Private equity owns almost 400 of the approximately 5,100 hospitals – or about 30% of all for-profits – in the US, according to the Private Equity Stakeholder Project, with more than 100 in non-urban areas. Rural and other safety-net hospitals are most at risk of closure because they have fewer privately insured patients, and, in the case of rural facilities, lower patient volumes.
Oh, cool! Only around ten percent of the country’s hospitals are owned by PE firms, and the ones most at risk of collapse are rural hospitals and facilities that serve the poor. Because of course.
It is a deep moral failing that we allow our hospitals to be bought and sold by profit-focused firms, who typically fire staff, cut costs, and sell off any assets the hospital may have. But it remains legal, and common practice across the healthcare industry writ large - it’s even worse in facilities that serve the elderly and infirm.
Our government could easily step in and, I don’t know, put any sort of law or regulation in place to stop the wanton profiteering. And they claim they want to! A bill recently passed a House subcommittee with bipartisan support. Have lawmakers of both stripes finally decided to stand up to the private equity vultures?
The House Energy and Commerce Committee unanimously passed a bill led by Republican Chair Cathy McMorris Rodgers of Washington in the spring that would require certain PE-backed businesses to disclose more information about their operations.
Ahhh yes, corporate transparency is clearly the answer here. If only firms would give Congress their balance sheets, we could avoid them closing hospitals and denying care to sick Americans when the mood strikes. That half-assed bill was immediately dissected by industry lobbyists:
To the chagrin of the committee’s Democrats, the pushback ultimately led policymakers to cut the private equity language from the GOP health transparency draft bill…
Obviously. Elsewhere, CMS - the federal agency tasked with overseeing hospitals - says it is ‘working on rules’ to ‘examine’ Wall Street’s ownership of hospitals, at some unspecified future date. And the SEC has finalized ‘sweeping’ transparency rules to force firms to give investors ‘clarity’ and disclose their fees. Because if investors saw how much PE firms were making flipping hospitals they’d be so outraged they’d pull the plug on the whole endeavor. Right. These two regulatory solutions could take months or years to have any impact, if they do at all. Meanwhile, interest rates continue to rise, and hospital owners under financial stress are free to dispose of bad assets.
The problem with for-profit hospitals is the problem with the privatization of any industry providing critical services to people. Even if PE firms could keep the lights on at every hospital they bought, their ruthless cost-cutting is forcing nurses and doctors out of the profession by the thousands. Their aggressive billing tactics are saddling millions of people with medical debt they can’t pay. In any country that’s allowed PE firms to take over health services, care gets worse and costs get higher.

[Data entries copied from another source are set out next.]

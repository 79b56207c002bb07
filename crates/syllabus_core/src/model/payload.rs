//! Submission payload wire model.
//!
//! # Responsibility
//! - Define the id-free nested shape exchanged with the syllabus backend.
//! - Validate server-shaped payloads before they seed an editor.
//!
//! # Invariants
//! - Field names are fixed: `subject`, `chapters`, `name`, `topics`,
//!   `is_completed`, `subtopics`.
//! - Every field is required on deserialize; `null` names are rejected.

use crate::model::syllabus::{NodeKind, SubjectId};
use serde::{Deserialize, Serialize};
use std::error::Error;
use std::fmt::{Display, Formatter};

/// Flattened syllabus sent to (and received from) the backend.
#[derive(Debug, Clone, PartialEq, Eq, Serialize, Deserialize)]
pub struct SubmissionPayload {
    pub subject: SubjectId,
    pub chapters: Vec<ChapterPayload>,
}

#[derive(Debug, Clone, PartialEq, Eq, Serialize, Deserialize)]
pub struct ChapterPayload {
    pub name: String,
    pub topics: Vec<TopicPayload>,
}

#[derive(Debug, Clone, PartialEq, Eq, Serialize, Deserialize)]
pub struct TopicPayload {
    pub name: String,
    pub is_completed: bool,
    pub subtopics: Vec<SubtopicPayload>,
}

#[derive(Debug, Clone, PartialEq, Eq, Serialize, Deserialize)]
pub struct SubtopicPayload {
    pub name: String,
    pub is_completed: bool,
}

/// Structural problems in a payload received from outside the editor.
#[derive(Debug, Clone, Copy, PartialEq, Eq)]
pub enum PayloadError {
    /// `subject` is blank after trim.
    EmptySubject,
    /// A node name is blank after trim.
    EmptyName(NodeKind),
}

impl Display for PayloadError {
    fn fmt(&self, f: &mut Formatter<'_>) -> std::fmt::Result {
        match self {
            Self::EmptySubject => write!(f, "payload subject must not be blank"),
            Self::EmptyName(kind) => write!(f, "payload {kind} name must not be blank"),
        }
    }
}

impl Error for PayloadError {}

impl SubmissionPayload {
    /// Checks that the subject and every node name are non-blank.
    ///
    /// An empty chapter list is allowed here; submit-time rules live on the
    /// draft.
    pub fn validate(&self) -> Result<(), PayloadError> {
        if self.subject.trim().is_empty() {
            return Err(PayloadError::EmptySubject);
        }
        for chapter in &self.chapters {
            ensure_name(&chapter.name, NodeKind::Chapter)?;
            for topic in &chapter.topics {
                ensure_name(&topic.name, NodeKind::Topic)?;
                for subtopic in &topic.subtopics {
                    ensure_name(&subtopic.name, NodeKind::Subtopic)?;
                }
            }
        }
        Ok(())
    }

    /// Total number of chapters, topics and subtopics.
    pub fn node_count(&self) -> usize {
        self.chapters
            .iter()
            .map(|chapter| {
                1 + chapter
                    .topics
                    .iter()
                    .map(|topic| 1 + topic.subtopics.len())
                    .sum::<usize>()
            })
            .sum()
    }
}

fn ensure_name(value: &str, kind: NodeKind) -> Result<(), PayloadError> {
    if value.trim().is_empty() {
        return Err(PayloadError::EmptyName(kind));
    }
    Ok(())
}
fn insert_tree(
    conn: &Connection,
    syllabus_uuid: SyllabusId,
    payload: &SubmissionPayload,
) -> SyllabusRepoResult<()> {
    let mut stmt = conn.prepare(
        "INSERT INTO syllabus_nodes (
            node_uuid,
            syllabus_uuid,
            parent_uuid,
            kind,
            name,
            is_completed,
            sort_order
        ) VALUES (?1, ?2, ?3, ?4, ?5, ?6, ?7);",
    )?;
    let syllabus = syllabus_uuid.to_string();

    for (chapter_order, chapter) in payload.chapters.iter().enumerate() {
        let chapter_uuid = insert_node(
            &mut stmt,
            &syllabus,
            None,
            NodeKind::Chapter,
            &chapter.name,
            false,
            chapter_order,
        )?;
        for (topic_order, topic) in chapter.topics.iter().enumerate() {
            let topic_uuid = insert_node(
                &mut stmt,
                &syllabus,
                Some(chapter_uuid.as_str()),
                NodeKind::Topic,
                &topic.name,
                topic.is_completed,
                topic_order,
            )?;
            for (subtopic_order, subtopic) in topic.subtopics.iter().enumerate() {
                insert_node(
                    &mut stmt,
                    &syllabus,
                    Some(topic_uuid.as_str()),
                    NodeKind::Subtopic,
                    &subtopic.name,
                    subtopic.is_completed,
                    subtopic_order,
                )?;
            }
        }
    }
    Ok(())
}

fn insert_node(
    stmt: &mut Statement<'_>,
    syllabus_uuid: &str,
    parent_uuid: Option<&str>,
    kind: NodeKind,
    name: &str,
    is_completed: bool,
    sort_order: usize,
) -> SyllabusRepoResult<String> {
    let node_uuid = Uuid::new_v4().to_string();
    stmt.execute(params![
        node_uuid,
        syllabus_uuid,
        parent_uuid,
        kind.as_str(),
        name.trim(),
        i64::from(is_completed),
        sort_order as i64,
    ])?;
    Ok(node_uuid)
}

fn load_syllabus(conn: &Connection, subject: &str) -> SyllabusRepoResult<Option<SyllabusRecord>> {
    let header = conn
        .query_row(
            "SELECT syllabus_uuid, subject_id, created_at, updated_at
             FROM syllabi
             WHERE subject_id = ?1;",
            [subject],
            |row| {
                Ok((
                    row.get::<_, String>(0)?,
                    row.get::<_, String>(1)?,
                    row.get::<_, i64>(2)?,
                    row.get::<_, i64>(3)?,
                ))
            },
        )
        .optional()?;
    let Some((uuid_text, subject_id, created_at, updated_at)) = header else {
        return Ok(None);
    };

    let syllabus_uuid = parse_uuid(&uuid_text, "syllabi.syllabus_uuid")?;
    let chapters = load_tree(conn, syllabus_uuid)?;
    Ok(Some(SyllabusRecord {
        syllabus_uuid,
        payload: SubmissionPayload {
            subject: subject_id,
            chapters,
        },
        created_at,
        updated_at,
    }))
}
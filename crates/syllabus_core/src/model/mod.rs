//! Domain model for syllabus drafts and their wire payload.
//!
//! # Responsibility
//! - Define the Chapter -> Topic -> Subtopic draft tree.
//! - Define the id-free submission payload and subject choices.
//!
//! # Invariants
//! - Draft nodes are identified by locally generated `NodeId`s.
//! - Payloads never carry local ids.

pub mod payload;
pub mod subject;
pub mod syllabus;
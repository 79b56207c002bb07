//! Core use-case services.
//!
//! # Responsibility
//! - `editor_service`: in-memory structural editing of one syllabus draft.
//! - `syllabus_service`: submit/load orchestration over a repository.
//! - Keep UI/FFI layers decoupled from storage details.

pub mod editor_service;
pub mod syllabus_service;
use crate::error::{Error, Result};
use crate::math::Transform;
use crate::tree::Tree;
use crate::value::GridValue;

/// Semantic class of the values a grid stores. Some tools only accept one class.
#[derive(Clone, Copy, Debug, Default, PartialEq, Eq)]
pub enum GridClass {
    #[default]
    Unknown,
    /// Narrow-band signed distances, negative inside.
    LevelSet,
    /// Densities in `[0, 1]`, zero outside.
    FogVolume,
}

/// A tree together with its index-to-world transform, class and name.
#[derive(Clone, Debug)]
pub struct Grid<T> {
    tree: Tree<T>,
    transform: Transform,
    class: GridClass,
    name: String,
}

impl<T: GridValue> Grid<T> {
    pub fn new(background: T) -> Self {
        Self::from_tree(Tree::new(background))
    }
    pub fn from_tree(tree: Tree<T>) -> Self {
        Self {
            tree,
            transform: Transform::default(),
            class: GridClass::Unknown,
            name: String::new(),
        }
    }
    pub fn with_transform(mut self, transform: Transform) -> Self {
        self.transform = transform;
        self
    }
    pub fn with_class(mut self, class: GridClass) -> Self {
        self.class = class;
        self
    }
    pub fn with_name(mut self, name: impl Into<String>) -> Self {
        self.name = name.into();
        self
    }

    pub fn tree(&self) -> &Tree<T> {
        &self.tree
    }
    pub fn tree_mut(&mut self) -> &mut Tree<T> {
        &mut self.tree
    }
    pub fn into_tree(self) -> Tree<T> {
        self.tree
    }
    pub fn background(&self) -> T {
        self.tree.background()
    }
    pub fn transform(&self) -> &Transform {
        &self.transform
    }
    pub fn set_transform(&mut self, transform: Transform) {
        self.transform = transform;
    }
    pub fn class(&self) -> GridClass {
        self.class
    }
    pub fn set_class(&mut self, class: GridClass) {
        self.class = class;
    }
    pub fn name(&self) -> &str {
        &self.name
    }
    pub fn set_name(&mut self, name: impl Into<String>) {
        self.name = name.into();
    }
    pub fn active_voxel_count(&self) -> u64 {
        self.tree.active_voxel_count()
    }

    pub(crate) fn require_level_set(&self, operation: &str) -> Result<()> {
        if self.class == GridClass::LevelSet {
            Ok(())
        } else {
            Err(Error::type_mismatch(format!(
                "{operation} requires a level set grid, got {:?} grid '{}'",
                self.class, self.name
            )))
        }
    }
}

#[cfg(test)]
mod tests {
    use super::*;
    use crate::math::Coord;

    #[test]
    fn builder_sets_metadata() {
        let mut grid = Grid::new(3.0f32)
            .with_class(GridClass::LevelSet)
            .with_name("sphere")
            .with_transform(Transform::new(0.5).unwrap());
        grid.tree_mut().set_value(Coord::ZERO, -1.0);
        assert_eq!(grid.background(), 3.0);
        assert_eq!(grid.name(), "sphere");
        assert_eq!(grid.transform().uniform_voxel_size().unwrap(), 0.5);
        assert_eq!(grid.active_voxel_count(), 1);
        assert!(grid.require_level_set("genus").is_ok());
    }

    #[test]
    fn class_check_names_the_operation() {
        let grid = Grid::new(0.0f32).with_name("density");
        let err = grid.require_level_set("euler characteristic").unwrap_err();
        assert!(matches!(err, Error::Type(_)));
        assert!(err.to_string().contains("euler characteristic"));
    }
}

Much of the US political apparatus does not believe health care is a human right, and our system reflects this cruelty. Now that the money spigot fueling the wave of hospital privatization has slowed to a trickle, firms are facing a choice - lose money, or shut the doors and walk away. It’s an easy, painless decision for financiers, but little consideration is given to the people who may depend on that hospital for critical services.
Heat
It feels like we read stories like this all too often:
More than 30 million low-income households that are eligible for federal funding to defray the cost of air conditioning have not received any money from a government program that was created to protect vulnerable people from dangerous temperatures, an E&E News analysis shows.
The funding isn’t reaching people in large part because the law and its interpretation are hopelessly outdated. Though the LIHEAP program was created in 1977 to help households pay for heating costs during the OPEC embargo, the bill was updated in the 1980s to allow for cooling assistance. So what gives?
Despite the warming climate - which we talk about a lot in these pages - air conditioning is still seen by politicians as a ‘luxury’, even in the growing list of places that grow dangerously hot. Instead, LIHEAP funding is heavily weighted toward regions that still utilize oil and gas for their heat:
Vermont has less than half the population of Hawaii. But in 2021, Vermont received nearly five times as much LIHEAP money — $53 million compared to $11 million, records show.
Connecticut, with 3.6 million residents, got $177 million in 2021. Florida, with 22.2 million people, got roughly the same — $183 million.
Connecticut spent nothing on cooling assistance. Florida spent more than 60 percent of its LIHEAP money to help residents stay cool.
Listen, it is rare that I go to bat for Florida, but poor folks living in a place where even the ocean is the temperature of a hot bath should receive critical assistance to ward off heat stroke. Could Florida’s legislators push to update the LIHEAP funding metrics, so unfairly skewed towards heating over cooling? Sure, but that would involve helping needy people, something they oppose politically:
Southern lawmakers have not sought to change the program in part because they are mostly Republicans and do not want to be associated with a welfare program, according to an official close to the program who asked not to be named to avoid antagonizing lawmakers.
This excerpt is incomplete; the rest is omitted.